A study conducted via the Centre for Cyber Safety and Education assessed the usage of kids between grades 4 and 8, and the results were quite alarming. From the findings, some of the more damning statistics indicated that 40% of the kids surveyed had either connected or chatted with a stranger online. Of those:
- 53% had revealed their phone number to a stranger.
- 21% spoke via phone with a stranger.
- 15% attempted to meet a stranger.
- 11% met a stranger in their own home, the stranger’s home, a park, mall or restaurant.
- 30% texted a stranger from their phone.
- 6% revealed their home address to a stranger.
Scarily, 90% of these kids revealed they have at least one device capable of unmoderated browsing. This indicates a serious problem with potentially devastating consequences, as not only are our kids sitting ducks but there is a world full of dangerous predators ready, willing and able to take advantage of them.
What can we, as parents, do about it?
Thankfully there is a variety of behaviour and technology-based controls for parents to implement to safeguard their families:
- Parents can moderate airtime and restrict access between certain hours. For example, no device time if they’re meant to be studying or sleeping, and move the family devices to common areas where you can keep an eye on their browsing habits. For toddlers, you can download content in advance and switch off the connection later, and even games or social media should be carefully controlled.

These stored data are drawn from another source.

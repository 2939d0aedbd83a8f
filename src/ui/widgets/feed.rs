use crate::app::App;
use crate::ui::widgets::center_rect;
use crate::ui::Palette;
use ratatui::{
    layout::{Alignment, Constraint, Direction, Layout, Rect},
    style::{Modifier, Style},
    text::{Line, Span},
    widgets::{Block, Borders, Clear, List, ListItem, ListState, Paragraph},
    Frame,
};

pub fn render(frame: &mut Frame, area: Rect, app: &App, palette: &Palette) {
    let collection = &app.feed.collection;
    let refreshing = collection.refresh_op().is_pending();

    let title = if refreshing {
        format!(" Feed ({}) [refreshing] ", collection.len())
    } else {
        format!(" Feed ({}) ", collection.len())
    };
    let block = Block::default()
        .borders(Borders::ALL)
        .border_style(Style::default().fg(palette.dim))
        .title(title);

    if !collection.loaded_once() {
        if refreshing {
            let loading = List::new(vec![ListItem::new("Loading...")]).block(block);
            frame.render_widget(loading, area);
            return;
        }
        if let Some(err) = collection.refresh_op().error() {
            let text = List::new(vec![
                ListItem::new(Span::styled(
                    err.user_message(),
                    Style::default().fg(palette.error),
                )),
                ListItem::new(Span::styled(
                    "r to retry | Esc to dismiss",
                    Style::default().fg(palette.dim),
                )),
            ])
            .block(block);
            frame.render_widget(text, area);
            return;
        }
    }

    let inner = block.inner(area);
    frame.render_widget(block, area);

    let banners = banner_lines(app, palette);
    let (banner_area, list_area) = if banners.is_empty() {
        (None, inner)
    } else {
        let chunks = Layout::default()
            .direction(Direction::Vertical)
            .constraints([Constraint::Length(banners.len() as u16), Constraint::Min(1)])
            .split(inner);
        (Some(chunks[0]), chunks[1])
    };

    if let Some(banner_area) = banner_area {
        frame.render_widget(Paragraph::new(banners), banner_area);
    }

    if collection.is_empty() {
        let empty = vec![
            Line::from(""),
            Line::from("No tweets yet."),
            Line::from(""),
            Line::from(Span::styled(
                "Tab to generate one | r to refresh",
                Style::default().fg(palette.dim),
            )),
        ];
        let paragraph = Paragraph::new(empty).alignment(Alignment::Center);
        frame.render_widget(paragraph, list_area);
    } else {
        render_list(frame, list_area, app, palette);
    }

    if let Some(id) = &app.feed.confirm_delete {
        render_confirm(frame, area, id, palette);
    }
}

fn banner_lines(app: &App, palette: &Palette) -> Vec<Line<'static>> {
    let collection = &app.feed.collection;
    let mut lines = Vec::new();
    // a failed refresh never clears the list, so stale items stay below
    if collection.loaded_once() {
        if let Some(err) = collection.refresh_op().error() {
            lines.push(Line::from(Span::styled(
                format!("Refresh failed: {}", err.user_message()),
                Style::default().fg(palette.error),
            )));
        }
    }
    if let Some(err) = collection.delete_error() {
        lines.push(Line::from(Span::styled(
            format!("Delete failed: {}", err.user_message()),
            Style::default().fg(palette.error),
        )));
    }
    lines
}

fn render_list(frame: &mut Frame, area: Rect, app: &App, palette: &Palette) {
    let collection = &app.feed.collection;
    let wrap_width = area.width.saturating_sub(2).max(10) as usize;
    let items: Vec<ListItem> = collection
        .items()
        .iter()
        .map(|tweet| {
            let deleting = collection.is_delete_pending(&tweet.id);
            let content_style = if deleting {
                Style::default().fg(palette.dim)
            } else {
                Style::default().fg(palette.text)
            };

            let mut lines: Vec<Line> = textwrap::wrap(&tweet.content, wrap_width)
                .into_iter()
                .map(|row| Line::from(Span::styled(row.into_owned(), content_style)))
                .collect();

            let mut meta = vec![
                Span::styled(format!("  #{} ", tweet.id), Style::default().fg(palette.accent)),
                Span::styled(
                    format!("{} · ", tweet.prompt),
                    Style::default().fg(palette.dim),
                ),
                Span::styled(
                    tweet.created_at.format("%Y-%m-%d %H:%M").to_string(),
                    Style::default().fg(palette.dim),
                ),
            ];
            if deleting {
                meta.push(Span::styled(
                    "  deleting...",
                    Style::default().fg(palette.warn),
                ));
            }
            lines.push(Line::from(meta));

            ListItem::new(lines)
        })
        .collect();

    let list = List::new(items).highlight_style(
        Style::default()
            .bg(palette.highlight_bg)
            .add_modifier(Modifier::BOLD),
    );

    let mut state = ListState::default();
    state.select(Some(app.feed.cursor));
    frame.render_stateful_widget(list, area, &mut state);
}

fn render_confirm(frame: &mut Frame, area: Rect, id: &str, palette: &Palette) {
    let modal_area = center_rect(50, 20, area);
    frame.render_widget(Clear, modal_area);

    let block = Block::default()
        .borders(Borders::ALL)
        .border_style(Style::default().fg(palette.warn))
        .title(" Delete Tweet ");
    let inner = block.inner(modal_area);
    frame.render_widget(block, modal_area);

    let text = vec![
        Line::from(""),
        Line::from(format!("Delete tweet #{}?", id)),
        Line::from(""),
        Line::from(Span::styled(
            "y to delete | n or Esc to cancel",
            Style::default().fg(palette.dim),
        )),
    ];
    let paragraph = Paragraph::new(text).alignment(Alignment::Center);
    frame.render_widget(paragraph, inner);
}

- It’s relatively easy to regulate your kid’s social media content. Teach your young ones what not to share with the outside world (particularly new people), as predators take advantage of naivete. Educate them on not revealing private information such as plans, addresses or whereabouts, and maintain an open line of communication so that they’re not afraid to confide in you. Be open and explain the dangers, and don’t yell if they make a mistake, let them feel like you’re there to listen should anything unwanted occur.
- You should also educate your kids on the dangers of adding, accepting or meeting strangers online (again, even when gaming). Remember that it’s easy to change your identity and pretend to be someone else, which is what many people do to gain the trust of their victims. Warn your little ones about the dangers of meeting anyone they don’t know and enforce strict rules around keeping you informed of their whereabouts at all times.
- Lastly, set Internet guidelines and disable location services via your apps. Keep an eye out for behavioural changes including sudden secrecy, unexplained gifts or increased alone time. As a parent, you usually instinctively know when your child is upset. However, pay close attention to their behaviour for anything unusual; particularly before, during and after going online.
Although your first steps should be correcting browsing behaviour, there are several tools designed to protect your kids online which should be considered your primary line of defence.
Parents should consider trusted security software that helps keep their kids safe online by allowing them to block access to adult websites and content, block inappropriate apps as well as harmful search requests on YouTube, manage access to games and even screen time by device.
Further protections can include using the GPS tracking feature of smartphones to locate your children in real-time and even having the ability to define "safe zones", with instant alerts if your children move beyond the selected area.
Some good examples of software to look at include an Anti Virus for the Home with a Safe kids function, social media and dark web scanners, firewall products for the home or DNS security solutions.
In your journey to make things safer for your child, the more protection the better. Sadly, predators are real, and any kid can be a victim. As a parent, I strongly believe in all the products and measures stated above, and I pray that these may be of similar assistance to you.